# Switch Architectures For Small-buffered Optical Packet Switched Networks

Onur Alparslan, Shin'ichi Arakawa, Masayuki Murata Graduate School of Information Science and Technology, Osaka University, 1-3, Yamadaoka, Suita, Osaka 560-0871, Japan {a-onur, arakawa, murata}@ist.osaka-u.ac.jp

## Abstract

One of the difficulties of optical packet switched networks is buffering optical packets in the network. Currently, one solution that can be used for buffering in the optical domain is using long fiber lines called Fiber Delay Lines (FDL). However, FDLs provide only a small and fixed amount of delay. Thus, burstiness of Internet traffic and over-utilizations cause high packet drop rates in small and fixed delayed OPS networks.

Recently, we proposed a new network architecture using a XCP-based congestion control algorithm for OPS WDM networks with pacing at edge nodes for minimizing the buffer requirements at core nodes. In this paper, we investigate input and output optical switch architectures for minimizing the size of optical switching fabric with the proposed network architecture. We show the number of FDLs and switch size requirements of architectures depending on FDL granularity and packet size distribution.

# 1 Introduction

Buffering optical packets in the network is one of the difficulties of Optical packet-switched (OPS) networks when compared with electronic packetswitched (EPS). In EPS networks, contention of packets is resolved by storing the contended packets in an electronic random access memory (RAM). Electronic RAM allows sending out the packets with O(1)reading operation when the output port is free. However, there is no equivalent optical RAM available for O(1) reading operation. Converting optical packets to electrical domain in order to use electronic RAM is not a feasible solution because of the processing limitations of EPS. Therefore, processing and switching must be done in the optical domain for high-speed operation. Currently, one solution that can be used for buffering in the optical domain is using long fiber lines called Fiber Delay Lines (FDL). However, FDLs require long fiber lines, which cause signal attenuation. Furthermore, FDLs provide only a fixed amount of delay and there can be a limited number of FDLs in a router due to space, power and cost considerations.

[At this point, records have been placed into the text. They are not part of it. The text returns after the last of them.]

use std::rc::Rc;

use lazy_static::lazy_static;
use regex::Regex;

use crate::{
    errors::errors::{Error, ErrorImpl},
    Position, Span, MK_DEFAULT_HANDLER, MK_TOKEN,
};

use super::tokens::{Token, TokenKind, RESERVED_LOOKUP};

pub type RegexHandler = fn(&mut Lexer, &Regex);

pub struct RegexPattern {
    regex: Regex,
    handler: RegexHandler,
}

impl RegexPattern {
    fn new(pattern: &str, handler: RegexHandler) -> Self {
        RegexPattern {
            regex: Regex::new(&format!("^(?:{})", pattern)).expect("lexer patterns are valid"),
            handler,
        }
    }
}

lazy_static! {
    // Order matters: longer operators must come before their prefixes.
    static ref PATTERNS: Vec<RegexPattern> = vec![
        RegexPattern::new("[a-zA-Z_][a-zA-Z0-9_]*", symbol_handler),
        RegexPattern::new("[0-9]+", number_handler),
        RegexPattern::new("\\s+", skip_handler),
        RegexPattern::new("\"(\\\\.|[^\"\\\\])*\"", string_handler),
        RegexPattern::new("'(\\\\.|[^'\\\\])'", char_handler),
        RegexPattern::new("//[^\n]*", skip_handler),
        RegexPattern::new("\\[", MK_DEFAULT_HANDLER!(TokenKind::OpenBracket, "[")),
        RegexPattern::new("\\]", MK_DEFAULT_HANDLER!(TokenKind::CloseBracket, "]")),
        RegexPattern::new("\\{", MK_DEFAULT_HANDLER!(TokenKind::OpenCurly, "{")),
        RegexPattern::new("\\}", MK_DEFAULT_HANDLER!(TokenKind::CloseCurly, "}")),
        RegexPattern::new("\\(", MK_DEFAULT_HANDLER!(TokenKind::OpenParen, "(")),
        RegexPattern::new("\\)", MK_DEFAULT_HANDLER!(TokenKind::CloseParen, ")")),
        RegexPattern::new("==", MK_DEFAULT_HANDLER!(TokenKind::Equals, "==")),
        RegexPattern::new("!=", MK_DEFAULT_HANDLER!(TokenKind::NotEquals, "!=")),
        RegexPattern::new("!", MK_DEFAULT_HANDLER!(TokenKind::Not, "!")),
        RegexPattern::new("=", MK_DEFAULT_HANDLER!(TokenKind::Assignment, "=")),
        RegexPattern::new("<=", MK_DEFAULT_HANDLER!(TokenKind::LessEquals, "<=")),
        RegexPattern::new("<", MK_DEFAULT_HANDLER!(TokenKind::Less, "<")),
        RegexPattern::new(">=", MK_DEFAULT_HANDLER!(TokenKind::GreaterEquals, ">=")),
        RegexPattern::new(">", MK_DEFAULT_HANDLER!(TokenKind::Greater, ">")),
        RegexPattern::new("\\|\\|", MK_DEFAULT_HANDLER!(TokenKind::Or, "||")),
        RegexPattern::new("&&", MK_DEFAULT_HANDLER!(TokenKind::And, "&&")),
        RegexPattern::new("&", MK_DEFAULT_HANDLER!(TokenKind::Ampersand, "&")),
        RegexPattern::new("\\^", MK_DEFAULT_HANDLER!(TokenKind::Caret, "^")),
        RegexPattern::new(";", MK_DEFAULT_HANDLER!(TokenKind::Semicolon, ";")),
        RegexPattern::new(",", MK_DEFAULT_HANDLER!(TokenKind::Comma, ",")),
        RegexPattern::new("\\+\\+", MK_DEFAULT_HANDLER!(TokenKind::PlusPlus, "++")),
        RegexPattern::new("->", MK_DEFAULT_HANDLER!(TokenKind::Arrow, "->")),
        RegexPattern::new("--", MK_DEFAULT_HANDLER!(TokenKind::MinusMinus, "--")),
        RegexPattern::new("\\+", MK_DEFAULT_HANDLER!(TokenKind::Plus, "+")),
        RegexPattern::new("-", MK_DEFAULT_HANDLER!(TokenKind::Dash, "-")),
        RegexPattern::new("/", MK_DEFAULT_HANDLER!(TokenKind::Slash, "/")),
        RegexPattern::new("\\*", MK_DEFAULT_HANDLER!(TokenKind::Star, "*")),
    ];
}

pub struct Lexer {
    tokens: Vec<Token>,
    source: String,
    pos: usize,
    file: Rc<String>,
}

impl Lexer {
    pub fn new(source: String, file: Option<String>) -> Lexer {
        let file_name = if let Some(file) = file {
            Rc::new(file)
        } else {
            Rc::new(String::from("shell"))
        };

        Lexer {
            pos: 0,
            tokens: vec![],
            source,
            file: file_name,
        }
    }

    pub fn advance_n(&mut self, n: usize) {
        self.pos += n;
    }

    pub fn push(&mut self, token: Token) {
        self.tokens.push(token);
    }

    pub fn at(&self) -> char {
        self.remainder().chars().next().unwrap_or('\0')
    }

    pub fn remainder(&self) -> &str {
        &self.source[self.pos..]
    }

    pub fn at_eof(&self) -> bool {
        self.pos >= self.source.len()
    }

    pub fn position(&self) -> Position {
        Position(self.pos as u32, Rc::clone(&self.file))
    }

    /// Span covering the next `len` bytes.
    pub fn span_of(&self, len: usize) -> Span {
        Span {
            start: self.position(),
            end: Position((self.pos + len) as u32, Rc::clone(&self.file)),
        }
    }

    fn matched(&self, regex: &Regex) -> String {
        regex
            .find(self.remainder())
            .map(|m| m.as_str().to_string())
            .unwrap_or_default()
    }
}

fn number_handler(lexer: &mut Lexer, regex: &Regex) {
    let matched = lexer.matched(regex);
    let span = lexer.span_of(matched.len());

    lexer.push(MK_TOKEN!(TokenKind::Number, matched.clone(), span));
    lexer.advance_n(matched.len());
}

fn skip_handler(lexer: &mut Lexer, regex: &Regex) {
    let matched = lexer.matched(regex);
    lexer.advance_n(matched.len());
}

/// Replaces escape sequences in the body of a string or character literal.
pub fn unescape(literal: &str) -> String {
    let mut result = String::new();
    let mut chars = literal.chars().peekable();

    while let Some(ch) = chars.next() {
        if ch != '\\' {
            result.push(ch);
            continue;
        }

        match chars.peek() {
            Some('n') => result.push('\n'),
            Some('t') => result.push('\t'),
            Some('\\') => result.push('\\'),
            Some('r') => result.push('\r'),
            Some('"') => result.push('"'),
            Some('\'') => result.push('\''),
            Some('0') => result.push('\0'),
            // Keep unknown escapes and a lone trailing backslash as written
            _ => {
                result.push(ch);
                continue;
            }
        }
        chars.next();
    }

    result
}

fn string_handler(lexer: &mut Lexer, regex: &Regex) {
    let matched = lexer.matched(regex);
    let span = lexer.span_of(matched.len());
    let string_literal = unescape(&matched[1..matched.len() - 1]);

    lexer.push(MK_TOKEN!(TokenKind::String, string_literal, span));
    lexer.advance_n(matched.len());
}

fn char_handler(lexer: &mut Lexer, regex: &Regex) {
    let matched = lexer.matched(regex);
    let span = lexer.span_of(matched.len());
    let char_literal = unescape(&matched[1..matched.len() - 1]);

    lexer.push(MK_TOKEN!(TokenKind::Char, char_literal, span));
    lexer.advance_n(matched.len());
}

fn symbol_handler(lexer: &mut Lexer, regex: &Regex) {
    let value = lexer.matched(regex);
    let span = lexer.span_of(value.len());

    if let Some(kind) = RESERVED_LOOKUP.get(value.as_str()) {
        lexer.push(MK_TOKEN!(*kind, value.clone(), span));
    } else {
        lexer.push(MK_TOKEN!(TokenKind::Identifier, value.clone(), span));
    }

    lexer.advance_n(value.len());
}

pub fn tokenize(source: String, file: Option<String>) -> Result<Vec<Token>, Error> {
    let mut lex = Lexer::new(source, file);

    while !lex.at_eof() {
        let pattern = PATTERNS
            .iter()
            .find(|pattern| pattern.regex.is_match(lex.remainder()));

        match pattern {
            Some(pattern) => (pattern.handler)(&mut lex, &pattern.regex),
            None => {
                return Err(Error::new(
                    ErrorImpl::UnrecognisedToken {
                        token: lex.at().to_string(),
                    },
                    lex.position(),
                ))
            }
        }
    }

    let span = lex.span_of(0);
    lex.push(MK_TOKEN!(TokenKind::EOF, String::from("EOF"), span));
    Ok(lex.tokens)
}
impl<'a> Evaluator<'a> {
    pub fn new(
        program: &'a Program,
        console: &'a mut dyn Console,
        ill_typed: &'a HashSet<String>,
        max_call_depth: usize,
    ) -> Self {
        Evaluator {
            program,
            console,
            ill_typed,
            max_call_depth,
            depth: 0,
        }
    }

    pub fn execute_block(&mut self, body: &[Stmt]) -> Result<Flow, Error> {
        for stmt in body {
            if let Flow::Return(value) = self.execute_stmt(stmt)? {
                return Ok(Flow::Return(value));
            }
        }
        Ok(Flow::Normal)
    }

    pub fn execute_stmt(&mut self, stmt: &Stmt) -> Result<Flow, Error> {
        match stmt {
            Stmt::VarDecl(decl) => {
                let value = match &decl.init {
                    Some(init) => self.evaluate_expr(init)?,
                    None => Value::default_for(&decl.ty.ty),
                };
                decl.id.symbol()?.borrow_mut().value = value;
            }
            Stmt::FnDecl(_) => {}
            Stmt::Assign(assign) => {
                let value = self.evaluate_expr(&assign.exp.src)?;
                let place = self.place_of(&assign.exp.dst)?;
                store(&place, value, assign.span.start.clone())?;
            }
            Stmt::FromConsole(read) => {
                let ty = lvalue_type(&read.dst)?;
                let position = read.span.start.clone();
                let token = self
                    .console
                    .read_token()
                    .ok_or_else(|| Error::new(ErrorImpl::InputExhausted, position.clone()))?;
                let value = parse_input(&token, &ty)
                    .ok_or_else(|| {
                        Error::new(
                            ErrorImpl::InvalidInput {
                                input: token.clone(),
                                type_: ty.to_string(),
                            },
                            position.clone(),
                        )
                    })?;
                let place = self.place_of(&read.dst)?;
                store(&place, value, position)?;
            }
            Stmt::ToConsole(write) => {
                let value = self.evaluate_expr(&write.src)?;
                self.console.write(&value.render());
            }
            Stmt::PostInc(step) => self.step(&step.dst, 1, step.span.start.clone())?,
            Stmt::PostDec(step) => self.step(&step.dst, -1, step.span.start.clone())?,
            Stmt::If(if_stmt) => {
                if self.evaluate_condition(&if_stmt.cond)? {
                    return self.execute_block(&if_stmt.body);
                }
            }
            Stmt::IfElse(if_else) => {
                return if self.evaluate_condition(&if_else.cond)? {
                    self.execute_block(&if_else.then_body)
                } else {
                    self.execute_block(&if_else.else_body)
                };
            }
            Stmt::While(while_stmt) => {
                while self.evaluate_condition(&while_stmt.cond)? {
                    if let Flow::Return(value) = self.execute_block(&while_stmt.body)? {
                        return Ok(Flow::Return(value));
                    }
                }
            }
            Stmt::Return(ret) => {
                let value = match &ret.value {
                    Some(value) => Some(self.evaluate_expr(value)?),
                    None => None,
                };
                return Ok(Flow::Return(value));
            }
            Stmt::Call(call) => {
                self.call(&call.call)?;
            }
        }

        Ok(Flow::Normal)
    }

    pub fn evaluate_expr(&mut self, expr: &Expr) -> Result<Value, Error> {
        match expr {
            Expr::IntLit(lit) => Ok(Value::Int(lit.value)),
            Expr::CharLit(lit) => Ok(Value::Char(lit.value)),
            Expr::StrLit(lit) => Ok(Value::Array(
                lit.value.bytes().map(Value::Char).collect(),
            )),
            Expr::True(_) => Ok(Value::Bool(true)),
            Expr::False(_) => Ok(Value::Bool(false)),
            Expr::NullPtr(_) => Ok(Value::Null),
            Expr::LValue(LValue::Ref(reference)) => {
                Ok(Value::Ptr(Place::whole(Rc::clone(reference.id.symbol()?))))
            }
            Expr::LValue(lvalue) => {
                let place = self.place_of(lvalue)?;
                let value = load(&place, lvalue.get_span().start.clone())?;
                if !value.is_set() {
                    return Err(Error::new(
                        ErrorImpl::UninitializedRead {
                            variable: lvalue.to_string(),
                        },
                        lvalue.get_span().start.clone(),
                    ));
                }
                Ok(value)
            }
            Expr::Assign(assign) => {
                let value = self.evaluate_expr(&assign.src)?;
                let place = self.place_of(&assign.dst)?;
                store(&place, value.clone(), assign.span.start.clone())?;
                Ok(value)
            }
            Expr::Call(call) => Ok(self.call(call)?.unwrap_or_default()),
            Expr::Unary(unary) => self.evaluate_unary(unary),
            Expr::Binary(binary) => self.evaluate_binary(binary),
        }
    }

    fn evaluate_condition(&mut self, cond: &Expr) -> Result<bool, Error> {
        match self.evaluate_expr(cond)? {
            Value::Bool(value) => Ok(value),
            other => Err(Error::new(
                ErrorImpl::NonBoolCondition {
                    received: other.kind_name().to_string(),
                },
                cond.get_span().start.clone(),
            )),
        }
    }

    fn evaluate_unary(&mut self, unary: &UnaryExpr) -> Result<Value, Error> {
        let position = unary.span.start.clone();

        match (unary.op, self.evaluate_expr(&unary.operand)?) {
            (UnaryOp::Neg, Value::Int(value)) => value
                .checked_neg()
                .map(Value::Int)
                .ok_or_else(|| Error::new(ErrorImpl::ArithmeticOverflow, position)),
            (UnaryOp::Not, Value::Bool(value)) => Ok(Value::Bool(!value)),
            (op, operand) => Err(Error::new(
                ErrorImpl::InvalidOperand {
                    operator: op.symbol().to_string(),
                    operand: operand.kind_name().to_string(),
                },
                position,
            )),
        }
    }

    fn evaluate_binary(&mut self, binary: &BinaryExpr) -> Result<Value, Error> {
        let position = binary.span.start.clone();

        // Short-circuit before touching the right operand
        if binary.op.is_logical() {
            let left = self.evaluate_condition(&binary.left)?;
            return match (binary.op, left) {
                (BinaryOp::And, false) => Ok(Value::Bool(false)),
                (BinaryOp::Or, true) => Ok(Value::Bool(true)),
                _ => Ok(Value::Bool(self.evaluate_condition(&binary.right)?)),
            };
        }

        let left = self.evaluate_expr(&binary.left)?;
        let right = self.evaluate_expr(&binary.right)?;

        let mismatch = |left: &Value, right: &Value| {
            Error::new(
                ErrorImpl::InvalidOperands {
                    operator: binary.op.symbol().to_string(),
                    left: left.kind_name().to_string(),
                    right: right.kind_name().to_string(),
                },
                position.clone(),
            )
        };

        if binary.op.is_arithmetic() {
            return match (&left, &right) {
                (Value::Int(a), Value::Int(b)) => {
                    int_arithmetic(binary.op, *a, *b, position.clone()).map(Value::Int)
                }
                (Value::Char(a), Value::Char(b)) => {
                    char_arithmetic(binary.op, *a, *b, position.clone()).map(Value::Char)
                }
                _ => Err(mismatch(&left, &right)),
            };
        }

        if binary.op.is_equality() {
            let equal = values_equal(&left, &right).ok_or_else(|| mismatch(&left, &right))?;
            return Ok(Value::Bool(equal == (binary.op == BinaryOp::Equals)));
        }

        let ordering = match (&left, &right) {
            (Value::Int(a), Value::Int(b)) => a.cmp(b),
            (Value::Char(a), Value::Char(b)) => a.cmp(b),
            (Value::Bool(a), Value::Bool(b)) => a.cmp(b),
            _ => return Err(mismatch(&left, &right)),
        };

        Ok(Value::Bool(match binary.op {
            BinaryOp::Less => ordering.is_lt(),
            BinaryOp::LessEq => ordering.is_le(),
            BinaryOp::Greater => ordering.is_gt(),
            _ => ordering.is_ge(),
        }))
    }

    fn step(&mut self, dst: &LValue, delta: i64, position: Position) -> Result<(), Error> {
        let place = self.place_of(dst)?;

        match load(&place, position.clone())? {
            Value::Int(value) => {
                let stepped = value
                    .checked_add(delta)
                    .ok_or_else(|| Error::new(ErrorImpl::ArithmeticOverflow, position.clone()))?;
                store(&place, Value::Int(stepped), position)
            }
            Value::Unset => Err(Error::new(
                ErrorImpl::UninitializedRead {
                    variable: dst.to_string(),
                },
                position,
            )),
            other => Err(Error::new(
                ErrorImpl::InvalidOperand {
                    operator: String::from(if delta > 0 { "++" } else { "--" }),
                    operand: other.kind_name().to_string(),
                },
                position,
            )),
        }
    }

    /// Resolves an l-value to the storage it designates.
    fn place_of(&mut self, lvalue: &LValue) -> Result<Place, Error> {
        match lvalue {
            LValue::Id(id) => place_of_identifier(id),
            LValue::Ref(reference) => Err(Error::new(
                ErrorImpl::NotAssignable {
                    target: lvalue.to_string(),
                },
                reference.span.start.clone(),
            )),
            LValue::Deref(deref) => pointee(&deref.id, deref.span.start.clone()),
            LValue::Index(index) => {
                let position = index.span.start.clone();
                let offset = match self.evaluate_expr(&index.offset)? {
                    Value::Int(offset) => offset,
                    other => {
                        return Err(Error::new(
                            ErrorImpl::TypeMatchError {
                                expected: Type::Int.to_string(),
                                received: other.kind_name().to_string(),
                            },
                            position,
                        ))
                    }
                };

                let base = match index.id.ty()? {
                    Type::Ptr(_) => pointee(&index.id, position.clone())?,
                    _ => place_of_identifier(&index.id)?,
                };

                base.offset_by(offset)
                    .map_err(|error| Error::new(error, position))
            }
        }
    }

    /// Runs the first top-level declaration of the callee.
    ///
    /// Arguments are evaluated in the caller's state. The callee's locals are
    /// saved and reset before binding and restored afterwards, so recursive
    /// activations do not clobber each other.
    fn call(&mut self, call: &CallExpr) -> Result<Option<Value>, Error> {
        let name = &call.callee.name;
        let position = call.span.start.clone();

        if self.ill_typed.contains(name) {
            return Err(Error::new(
                ErrorImpl::FunctionNotWellTyped {
                    function: name.clone(),
                },
                position,
            ));
        }

        let program = self.program;
        let decl = program.find_fn(name).ok_or_else(|| {
            Error::new(
                ErrorImpl::FunctionNotFound {
                    function: name.clone(),
                },
                position.clone(),
            )
        })?;

        if self.depth >= self.max_call_depth {
            return Err(Error::new(
                ErrorImpl::CallDepthExceeded {
                    limit: self.max_call_depth,
                },
                position,
            ));
        }

        let mut args = Vec::with_capacity(call.args.len());
        for (formal, arg) in decl.formals.iter().zip(&call.args) {
            args.push(self.bind_argument(&formal.ty.ty, arg)?);
        }

        trace!("calling `{}` at depth {}", name, self.depth + 1);

        let saved: Vec<Value> = decl
            .locals
            .iter()
            .map(|symbol| std::mem::take(&mut symbol.borrow_mut().value))
            .collect();

        let bound = decl
            .formals
            .iter()
            .zip(args)
            .try_for_each(|(formal, value)| {
                formal.id.symbol()?.borrow_mut().value = value;
                Ok::<(), Error>(())
            });

        self.depth += 1;
        let result = bound.and_then(|_| self.execute_block(&decl.body));
        self.depth -= 1;

        for (symbol, value) in decl.locals.iter().zip(saved) {
            symbol.borrow_mut().value = value;
        }

        match result? {
            Flow::Return(Some(value)) => Ok(Some(value)),
            _ if *decl.return_type() == Type::Void => Ok(None),
            _ => {
                debug!("`{}` finished without a return value", name);
                Err(Error::new(
                    ErrorImpl::NoReturnValue {
                        function: name.clone(),
                    },
                    position,
                ))
            }
        }
    }

    fn bind_argument(&mut self, formal: &Type, arg: &Expr) -> Result<Value, Error> {
        let passing = match arg {
            Expr::LValue(lvalue) if lvalue.is_addressable() => formal
                .argument_passing(&lvalue_type(lvalue)?, true)
                .map(|passing| (passing, lvalue)),
            _ => None,
        };

        match passing {
            Some((Passing::ByReference, lvalue)) => Ok(Value::Ptr(self.place_of(lvalue)?)),
            Some((Passing::FirstElement, lvalue)) => {
                Ok(Value::Ptr(self.place_of(lvalue)?.first_element()))
            }
            _ => self.evaluate_expr(arg),
        }
    }
}
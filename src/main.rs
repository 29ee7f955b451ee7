use std::{
    collections::HashMap,
    fs::read_to_string,
    io::{self, BufRead, Write},
    mem,
    path::{Path, PathBuf},
    process,
};

use clap::Parser;
use env_logger::{Builder, Env};
use log::{error, info, warn, LevelFilter};

use interpreter::{
    display_error,
    driver::{
        console::{Console, StdConsole},
        session::{FragmentOutcome, Session, SessionConfig},
    },
    errors::errors::Error,
};

/// Fragment name to source text, for rendering diagnostics.
type Sources = HashMap<String, String>;

#[derive(Parser, Debug)]
#[command(name = "interpreter", version, about = "Incremental interpreter for a small C-like language")]
struct Cli {
    /// Source file to run. Starts the interactive shell when omitted.
    file: Option<PathBuf>,

    /// Reject only the offending fragment on a name error instead of ending the session.
    #[arg(long)]
    recover: bool,

    #[arg(long, default_value_t = 256)]
    max_call_depth: usize,

    /// Raise log verbosity (-v debug, -vv trace).
    #[arg(short, long, action = clap::ArgAction::Count)]
    verbose: u8,
}

fn main() {
    let cli = Cli::parse();
    init_logging(cli.verbose);

    let config = SessionConfig {
        recover_name_errors: cli.recover,
        max_call_depth: cli.max_call_depth,
    };
    let mut session = Session::with_config(StdConsole::new(), config);

    let code = match &cli.file {
        Some(path) => run_file(&mut session, path),
        None => run_shell(&mut session),
    };

    session.close();
    process::exit(code);
}

fn init_logging(verbosity: u8) {
    let mut builder = Builder::from_env(Env::default().filter_or("INTERP_LOG", "warn"));

    match verbosity {
        0 => {}
        1 => {
            builder.filter_level(LevelFilter::Debug);
        }
        _ => {
            builder.filter_level(LevelFilter::Trace);
        }
    }

    builder.init();
}

fn run_file<C: Console>(session: &mut Session<C>, path: &Path) -> i32 {
    let source = match read_to_string(path) {
        Ok(source) => source,
        Err(err) => {
            error!("failed to read {}: {}", path.display(), err);
            return 2;
        }
    };

    let name = path
        .file_name()
        .map(|name| name.to_string_lossy().into_owned())
        .unwrap_or_else(|| path.display().to_string());

    info!("running {}", name);

    let mut sources = Sources::new();
    sources.insert(name.clone(), source.clone());

    match session.submit_named(&source, &name) {
        Ok(outcomes) => {
            report(&outcomes, &sources);
            0
        }
        Err(error) => {
            eprint!("{}", render(&error, &sources));
            1
        }
    }
}

fn run_shell<C: Console>(session: &mut Session<C>) -> i32 {
    println!("Welcome to dragoninterp!");

    let stdin = io::stdin();
    let mut sources = Sources::new();
    let mut buffer = String::new();
    let mut open_braces: i64 = 0;
    let mut turn = 0;

    loop {
        prompt(if buffer.is_empty() { "> " } else { ". " });

        let mut line = String::new();
        match stdin.lock().read_line(&mut line) {
            Ok(0) => break,
            Ok(_) => {}
            Err(err) => {
                error!("failed to read input: {}", err);
                return 1;
            }
        }

        if buffer.is_empty() {
            match line.trim() {
                "quit" => break,
                ":program" => {
                    print!("{}", session.program());
                    continue;
                }
                ":symbols" => {
                    print!("{}", session.table());
                    continue;
                }
                "" => continue,
                _ => {}
            }
        }

        open_braces += brace_balance(&line);
        buffer.push_str(&line);

        if open_braces > 0 {
            continue;
        }
        open_braces = 0;

        turn += 1;
        let name = format!("shell:{}", turn);
        let source = mem::take(&mut buffer);
        sources.insert(name.clone(), source.clone());

        match session.submit_named(&source, &name) {
            Ok(outcomes) => report(&outcomes, &sources),
            Err(error) => {
                eprint!("{}", render(&error, &sources));
                return 1;
            }
        }
    }

    0
}

fn prompt(text: &str) {
    let mut stdout = io::stdout();
    if let Err(err) = write!(stdout, "{}", text).and_then(|_| stdout.flush()) {
        warn!("failed to write prompt: {}", err);
    }
}

/// Net `{` minus `}` on a line.
fn brace_balance(line: &str) -> i64 {
    line.chars().fold(0, |balance, ch| match ch {
        '{' => balance + 1,
        '}' => balance - 1,
        _ => balance,
    })
}

fn report(outcomes: &[FragmentOutcome], sources: &Sources) {
    for outcome in outcomes {
        match outcome {
            FragmentOutcome::Declared | FragmentOutcome::Executed => {}
            FragmentOutcome::TypeErrors(errors) => {
                for error in errors {
                    eprint!("{}", render(error, sources));
                }
            }
            FragmentOutcome::RuntimeError(error) | FragmentOutcome::NameError(error) => {
                eprint!("{}", render(error, sources));
            }
        }
    }
}

/// Caret diagnostic against the fragment the error points into.
fn render(error: &Error, sources: &Sources) -> String {
    match sources.get(error.get_position().1.as_str()) {
        Some(source) => display_error(error, source),
        None => format!("Error: {} ({})\n", error.get_error_name(), error),
    }
}
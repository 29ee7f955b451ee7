/// AST (Abstract Syntax Tree) module
/// Contains all definitions related to the AST structure
///
/// Submodules:
/// - ast: Program, the closed statement and expression sets and their kind tags
/// - expressions: Expression and l-value nodes
/// - statements: Declaration and statement nodes
/// - types: Type descriptors and annotations
/// - unparse: Rendering nodes back to source text
pub mod ast;
pub mod expressions;
pub mod statements;
pub mod types;
pub mod unparse;

#[cfg(test)]
mod tests;
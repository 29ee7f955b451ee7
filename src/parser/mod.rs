//! Parser module for building the Abstract Syntax Tree (AST).
//!
//! This module contains the parser that transforms a stream of tokens
//! into the closed statement and expression trees of `crate::ast`. It uses a
//! Pratt parser for expressions with proper operator precedence and handles:
//!
//! - Declarations (variables, arrays, C-style and `fn` functions)
//! - Statements (assignment, `++`/`--`, console I/O, control flow, calls)
//! - Expressions (binary and unary operators, calls, indexing, `&`/`^`)
//! - Type annotations
//!
//! The parser uses NUD (null denotation) and LED (left denotation) functions
//! for expression parsing with binding power for precedence handling.

pub mod expr;
pub mod lookups;
pub mod parser;
pub mod stmt;
pub mod types;

#[cfg(test)]
mod tests;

According to a rule-of-thumb, buffer size of each output link of a router must be  $B = RTT \times BW$ , where RTT is the average round trip time of flows and BW is the bandwidth of output link, in order to achieve high utilization with TCP flows. Appenzeller et al. [1] showed that a buffer sized at  $B = \frac{RTT \times BW}{\sqrt{n}}$ , where *n* is the number of TCP flows passing through the link, is enough for achieving high utilization. However, this buffer requirement is still high for high speed OPS routers with very small amount of buffering capacity.

Recently, Ref. [2] proposed that  $O(\log W)$  buffers are sufficient where W is the maximum congestion window size of flows when TCP flows are paced [3] and the link is under-utilized. The buffer size depends on the maximum congestion window size TCP flows. Ref. [2] proposes pacing by using Paced TCP or using access links much slower than OPS core links. Replacing TCP senders with paced versions can be hard. Also using slow access links is not a preferred solution when there are applications that require highbandwidth on the network. Therefore, it may be better to design a general architecture for OPS network that

- can achieve high utilization in a small buffered OPS network independent of the number of TCP or UDP flows,
- does not require limiting the speed of access links,
- does not require replacing sender or receiver agents of computers using the network.

Applying pacing to the input traffic at the edge nodes of an OPS network can be a good choice for achieving these goals. Even if TCP pacing is applied at the clients, the aggregated traffic arriving to the OPS network may end up behaving bursty. Therefore, pacing at the edge of OPS network is more effective on

<sup>\*</sup>This work was supported in part by National Intitute of Information and Communications Technology of Japan (NICT). The work of O. Alparslan was supported by Ministry of Education, Culture, Sports, Science and Technology, Japan.



Figure 1. XCP macro flows

minimizing burstiness of traffic entering the OPS domain.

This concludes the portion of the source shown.